Installing flash attention, which is important for fast inference.



In [None]:
!pip install ninja
!pip install flash-attn --no-build-isolation

Creating a folder for caching the library files

In [None]:
!mkdir -p /content/drive/MyDrive/python_packages

Installing LLaVAction from the github.

In [None]:
from getpass import getpass

GITHUB_TOKEN = getpass("Enter your GitHub token: ")  # Hidden input
REPO_URL = f"https://{GITHUB_TOKEN}@github.com/AdaptiveMotorControlLab/LLaVAction.git@release_iccv"

!pip install git+{REPO_URL}


Install decord for efficient video reading

In [None]:
!pip install decord


Adding the library into the system path

In [None]:
import sys
sys.path.append('/content/drive/MyDrive/python_packages')

Import inference and visualization functions from LLaVAction

In [None]:
from llavaction.action.selective_inference import SelectiveInferencer
from llavaction.action.make_visualizations import visualize_with_uid
import os

Speciy where to load the EPIC-KITCHENS-100 videos and the LLaVAction checkpoint for the inference.
You can adjust n_frames to higher numbers for better performance (we observe it empirically), with the cost of using more compute.


In [None]:
data_root = '/content/drive/MyDrive/llavaction_demo_data/EK100_512/EK100'
checkpoint_folder = '/content/drive/MyDrive/llavaction_demo_data/checkpoint/dev_ov_0.5b_16f_top5_full'
inferencer = SelectiveInferencer(data_root,
                                     checkpoint_folder,
                                     include_time_instruction = False,
                                     n_frames = 16,
                                    use_flash_attention = True)

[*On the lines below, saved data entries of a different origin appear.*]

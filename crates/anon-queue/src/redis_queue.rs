//! Work queue with leases over Redis lists.
//!
//! Layout for a queue named `job`:
//! - `job`: main list, producers `LPUSH`, workers pop from the right
//! - `job:processing`: items currently leased by some worker
//! - `job:leased_by_session:<sha224>`: lease marker, expires with the lease
//!
//! Leasing pops the item and sets its marker in two commands. A processing
//! entry without a marker is therefore only reclaimed once it has been seen
//! unmarked on two consecutive reclaim passes of the same worker.

use std::collections::HashSet;
use std::time::Duration;

use async_trait::async_trait;
use redis::AsyncCommands;
use tokio::sync::Mutex;
use tracing::{debug, info};
use uuid::Uuid;

use anon_models::WorkItem;

use crate::error::{QueueError, QueueResult};
use crate::queue::{item_key, LeaseQueue, QueueConfig};

/// Moves an item back to the main list if its lease marker is gone.
///
/// KEYS: processing list, lease key, main list. ARGV: item, `1` to reclaim.
/// Returns -1 for an unmarked item when ARGV[2] is not `1`.
const RECLAIM_SCRIPT: &str = r#"
if redis.call('EXISTS', KEYS[2]) == 1 then
    return 0
end
if ARGV[2] ~= '1' then
    return -1
end
local removed = redis.call('LREM', KEYS[1], 1, ARGV[1])
if removed > 0 then
    redis.call('LPUSH', KEYS[3], ARGV[1])
end
return removed
"#;

/// Processing entries seen without a lease marker, keyed by `item_key`.
#[derive(Debug, Default)]
struct UnleasedSightings {
    previous: HashSet<String>,
    current: HashSet<String>,
}

impl UnleasedSightings {
    fn begin_pass(&mut self) {
        self.previous = std::mem::take(&mut self.current);
    }

    fn seen_last_pass(&self, key: &str) -> bool {
        self.previous.contains(key)
    }

    fn note(&mut self, key: String) {
        self.current.insert(key);
    }
}

/// Redis-backed lease queue client.
pub struct RedisWorkQueue {
    client: redis::Client,
    config: QueueConfig,
    session: String,
    sightings: Mutex<UnleasedSightings>,
}

impl RedisWorkQueue {
    /// Create a new queue client. Does not connect yet.
    pub fn new(config: QueueConfig) -> QueueResult<Self> {
        let client = redis::Client::open(config.redis_url().as_str())?;
        Ok(Self {
            client,
            config,
            session: Uuid::new_v4().to_string(),
            sightings: Mutex::new(UnleasedSightings::default()),
        })
    }

    /// Session id written into this worker's lease markers.
    pub fn session(&self) -> &str {
        &self.session
    }

    /// Verify the server is reachable.
    pub async fn ping(&self) -> QueueResult<()> {
        let mut conn = self
            .client
            .get_multiplexed_async_connection()
            .await
            .map_err(|e| QueueError::connection_failed(e.to_string()))?;

        let _: String = redis::cmd("PING").query_async(&mut conn).await?;
        info!(
            queue = %self.config.name,
            "Connected to redis at {}:{}", self.config.host, self.config.port
        );
        Ok(())
    }

    /// Add an item to the main list.
    pub async fn push(&self, item: &WorkItem) -> QueueResult<()> {
        let mut conn = self.client.get_multiplexed_async_connection().await?;
        let _: () = conn.lpush(&self.config.name, item.as_bytes()).await?;
        Ok(())
    }
}

#[async_trait]
impl LeaseQueue for RedisWorkQueue {
    async fn empty(&self) -> QueueResult<bool> {
        let mut conn = self.client.get_multiplexed_async_connection().await?;
        let main: u64 = conn.llen(&self.config.name).await?;
        let processing: u64 = conn.llen(self.config.processing_key()).await?;
        Ok(main == 0 && processing == 0)
    }

    async fn lease(
        &self,
        lease: Duration,
        block: bool,
        poll_timeout: Duration,
    ) -> QueueResult<Option<WorkItem>> {
        let mut conn = self.client.get_multiplexed_async_connection().await?;

        // A zero BRPOPLPUSH timeout would block forever.
        let popped: Option<Vec<u8>> = if block {
            redis::cmd("BRPOPLPUSH")
                .arg(&self.config.name)
                .arg(self.config.processing_key())
                .arg(poll_timeout.as_secs().max(1))
                .query_async(&mut conn)
                .await?
        } else {
            redis::cmd("RPOPLPUSH")
                .arg(&self.config.name)
                .arg(self.config.processing_key())
                .query_async(&mut conn)
                .await?
        };

        let Some(bytes) = popped else {
            return Ok(None);
        };
        let item = WorkItem::from_bytes(bytes);

        let _: () = redis::cmd("SETEX")
            .arg(self.config.lease_key(&item))
            .arg(lease.as_secs().max(1))
            .arg(&self.session)
            .query_async(&mut conn)
            .await?;

        debug!(queue = %self.config.name, item = %item, "Leased item for {:?}", lease);
        Ok(Some(item))
    }

    async fn complete(&self, item: &WorkItem) -> QueueResult<()> {
        let mut conn = self.client.get_multiplexed_async_connection().await?;

        let _: i64 = conn
            .lrem(self.config.processing_key(), 0, item.as_bytes())
            .await?;
        let _: i64 = conn.del(self.config.lease_key(item)).await?;

        debug!(queue = %self.config.name, item = %item, "Completed item");
        Ok(())
    }

    async fn check_expired_leases(&self) -> QueueResult<usize> {
        let mut conn = self.client.get_multiplexed_async_connection().await?;

        let processing: Vec<Vec<u8>> = conn
            .lrange(self.config.processing_key(), 0, -1)
            .await?;

        let script = redis::Script::new(RECLAIM_SCRIPT);
        let mut sightings = self.sightings.lock().await;
        sightings.begin_pass();
        let mut reclaimed = 0;

        for bytes in processing {
            let item = WorkItem::from_bytes(bytes);
            let key = item_key(&item);
            let confirmed = sightings.seen_last_pass(&key);
            let removed: i64 = script
                .key(self.config.processing_key())
                .key(self.config.lease_key(&item))
                .key(&self.config.name)
                .arg(item.as_bytes())
                .arg(if confirmed { "1" } else { "0" })
                .invoke_async(&mut conn)
                .await?;

            match removed {
                -1 => {
                    debug!(queue = %self.config.name, item = %item, "Unleased item, reclaiming on next pass");
                    sightings.note(key);
                }
                n if n > 0 => {
                    info!(queue = %self.config.name, item = %item, "Reclaimed expired lease");
                    reclaimed += 1;
                }
                _ => {}
            }
        }

        Ok(reclaimed)
    }

    async fn insert_error_queue(&self, queue_name: &str, item: &WorkItem) -> QueueResult<()> {
        let mut conn = self.client.get_multiplexed_async_connection().await?;
        let _: () = conn.lpush(queue_name, item.as_bytes()).await?;
        info!(queue = %queue_name, item = %item, "Item routed to error queue");
        Ok(())
    }

    fn error_queue_name(&self) -> String {
        self.config.error_queue_name()
    }
}
//! In-process lease queue.
//!
//! Mirrors the Redis queue's contract inside one process. Lease deadlines use
//! `tokio::time::Instant`, so tests can drive expiry with paused time.

use std::collections::{HashMap, VecDeque};
use std::time::Duration;

use async_trait::async_trait;
use tokio::sync::{Mutex, Notify};
use tokio::time::Instant;
use tracing::{debug, info};

use anon_models::{LeaseState, WorkItem};

use crate::error::QueueResult;
use crate::queue::LeaseQueue;

#[derive(Debug)]
struct LeasedEntry {
    item: WorkItem,
    state: LeaseState,
    deadline: Instant,
}

#[derive(Debug, Default)]
struct State {
    pending: VecDeque<WorkItem>,
    leased: Vec<LeasedEntry>,
    completed: Vec<WorkItem>,
    side_queues: HashMap<String, Vec<WorkItem>>,
}

impl State {
    /// Flip leases whose deadline passed to `Expired`.
    fn mark_expired(&mut self, now: Instant) -> QueueResult<()> {
        for entry in &mut self.leased {
            if entry.state == LeaseState::Leased && entry.deadline <= now {
                entry.state = entry.state.expire()?;
            }
        }
        Ok(())
    }
}

/// In-memory lease queue.
#[derive(Debug)]
pub struct MemoryQueue {
    name: String,
    state: Mutex<State>,
    available: Notify,
}

impl MemoryQueue {
    /// Create an empty queue.
    pub fn new(name: impl Into<String>) -> Self {
        Self {
            name: name.into(),
            state: Mutex::new(State::default()),
            available: Notify::new(),
        }
    }

    /// Create a queue pre-populated with `items`, served in order.
    pub fn with_items<I, T>(name: impl Into<String>, items: I) -> Self
    where
        I: IntoIterator<Item = T>,
        T: Into<WorkItem>,
    {
        let state = State {
            pending: items.into_iter().map(Into::into).collect(),
            ..State::default()
        };
        Self {
            name: name.into(),
            state: Mutex::new(state),
            available: Notify::new(),
        }
    }

    /// Add an item to the back of the queue.
    pub async fn push(&self, item: impl Into<WorkItem>) {
        self.state.lock().await.pending.push_back(item.into());
        self.available.notify_one();
    }

    /// Items acknowledged so far, in acknowledgement order.
    pub async fn completed(&self) -> Vec<WorkItem> {
        self.state.lock().await.completed.clone()
    }

    /// Contents of the side queue `queue_name`.
    pub async fn side_queue(&self, queue_name: &str) -> Vec<WorkItem> {
        self.state
            .lock()
            .await
            .side_queues
            .get(queue_name)
            .cloned()
            .unwrap_or_default()
    }

    /// Number of unclaimed items.
    pub async fn pending_len(&self) -> usize {
        self.state.lock().await.pending.len()
    }

    async fn try_lease(&self, lease: Duration) -> QueueResult<Option<WorkItem>> {
        let mut state = self.state.lock().await;
        let Some(item) = state.pending.pop_front() else {
            return Ok(None);
        };

        state.leased.push(LeasedEntry {
            item: item.clone(),
            state: LeaseState::Unclaimed.lease()?,
            deadline: Instant::now() + lease,
        });

        debug!(queue = %self.name, item = %item, "Leased item for {:?}", lease);
        Ok(Some(item))
    }
}

#[async_trait]
impl LeaseQueue for MemoryQueue {
    async fn empty(&self) -> QueueResult<bool> {
        let state = self.state.lock().await;
        Ok(state.pending.is_empty() && state.leased.is_empty())
    }

    async fn lease(
        &self,
        lease: Duration,
        block: bool,
        poll_timeout: Duration,
    ) -> QueueResult<Option<WorkItem>> {
        if let Some(item) = self.try_lease(lease).await? {
            return Ok(Some(item));
        }
        if !block {
            return Ok(None);
        }

        // Wake on push or poll timeout, then look once more.
        let _ = tokio::time::timeout(poll_timeout, self.available.notified()).await;
        self.try_lease(lease).await
    }

    async fn complete(&self, item: &WorkItem) -> QueueResult<()> {
        let mut state = self.state.lock().await;
        state.mark_expired(Instant::now())?;

        let position = state
            .leased
            .iter()
            .position(|e| &e.item == item && e.state == LeaseState::Leased);

        match position {
            Some(index) => {
                let entry = state.leased.remove(index);
                debug_assert!(entry.state.complete().is_terminal());
                state.completed.push(entry.item);
                debug!(queue = %self.name, item = %item, "Completed item");
            }
            None => {
                debug!(queue = %self.name, item = %item, "Complete ignored: no live lease");
            }
        }
        Ok(())
    }

    async fn check_expired_leases(&self) -> QueueResult<usize> {
        let mut state = self.state.lock().await;
        state.mark_expired(Instant::now())?;

        let (expired, live): (Vec<_>, Vec<_>) = std::mem::take(&mut state.leased)
            .into_iter()
            .partition(|e| e.state == LeaseState::Expired);
        state.leased = live;

        let reclaimed = expired.len();
        for entry in expired {
            entry.state.reclaim()?;
            info!(queue = %self.name, item = %entry.item, "Reclaimed expired lease");
            state.pending.push_back(entry.item);
        }

        if reclaimed > 0 {
            self.available.notify_one();
        }
        Ok(reclaimed)
    }

    async fn insert_error_queue(&self, queue_name: &str, item: &WorkItem) -> QueueResult<()> {
        self.state
            .lock()
            .await
            .side_queues
            .entry(queue_name.to_string())
            .or_default()
            .push(item.clone());
        info!(queue = %queue_name, item = %item, "Item routed to error queue");
        Ok(())
    }

    fn error_queue_name(&self) -> String {
        format!("{}:errors", self.name)
    }
}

Define the 'caption' mode of the inference.

In [None]:
def get_caption(inferencer,
                uid,
                checkpoint_folder):
    caption =  inferencer.inference('',
                                     uid,
                                     'caption')
    return caption

Define the video id and the timestamp in that video for visual inspection.
Note that P01-P01_01 represents the video id. 3.00_4.00 denotes the start in second and end in second respectively.

In [None]:
uid = 'P01-P01_01_3.00_4.00'

visualize_with_uid(data_root, uid, 'vis_folder')

import IPython.display as display
from PIL import Image
import os
import matplotlib.pyplot as plt
import cv2

folder_path = f"vis_folder/{uid}"  # Change this to your actual filename


# List all image files
image_files = sorted([f for f in os.listdir(folder_path) if f.endswith((".jpg", ".png", ".jpeg"))])

# Set grid dimensions
cols = 4  # Adjust this for the number of images per row
rows = (len(image_files) + cols - 1) // cols  # Calculate the required number of rows

# Create a figure with subplots
fig, axes = plt.subplots(rows, cols, figsize=(12, 3 * rows))  # Adjust figure size
plt.subplots_adjust(wspace=0.05, hspace=0.05)  # Reduce horizontal & vertical spacing

# Loop through images and display them in the grid
for ax, img_file in zip(axes.flatten(), image_files):
    img_path = os.path.join(folder_path, img_file)
    img = cv2.imread(img_path)
    img = cv2.cvtColor(img, cv2.COLOR_BGR2RGB)  # Convert BGR to RGB for proper display
    ax.imshow(img)
    ax.set_title(img_file, fontsize=8)  # Display filename in smaller font
    ax.axis("off")  # Hide axis labels

# Hide unused subplots (if any)
for ax in axes.flatten()[len(image_files):]:
    ax.axis("off")

plt.show()





Run the caption inference using llavaction on the video (with the specified timestamps)

In [None]:
caption = get_caption(inferencer, uid, checkpoint_folder)
caption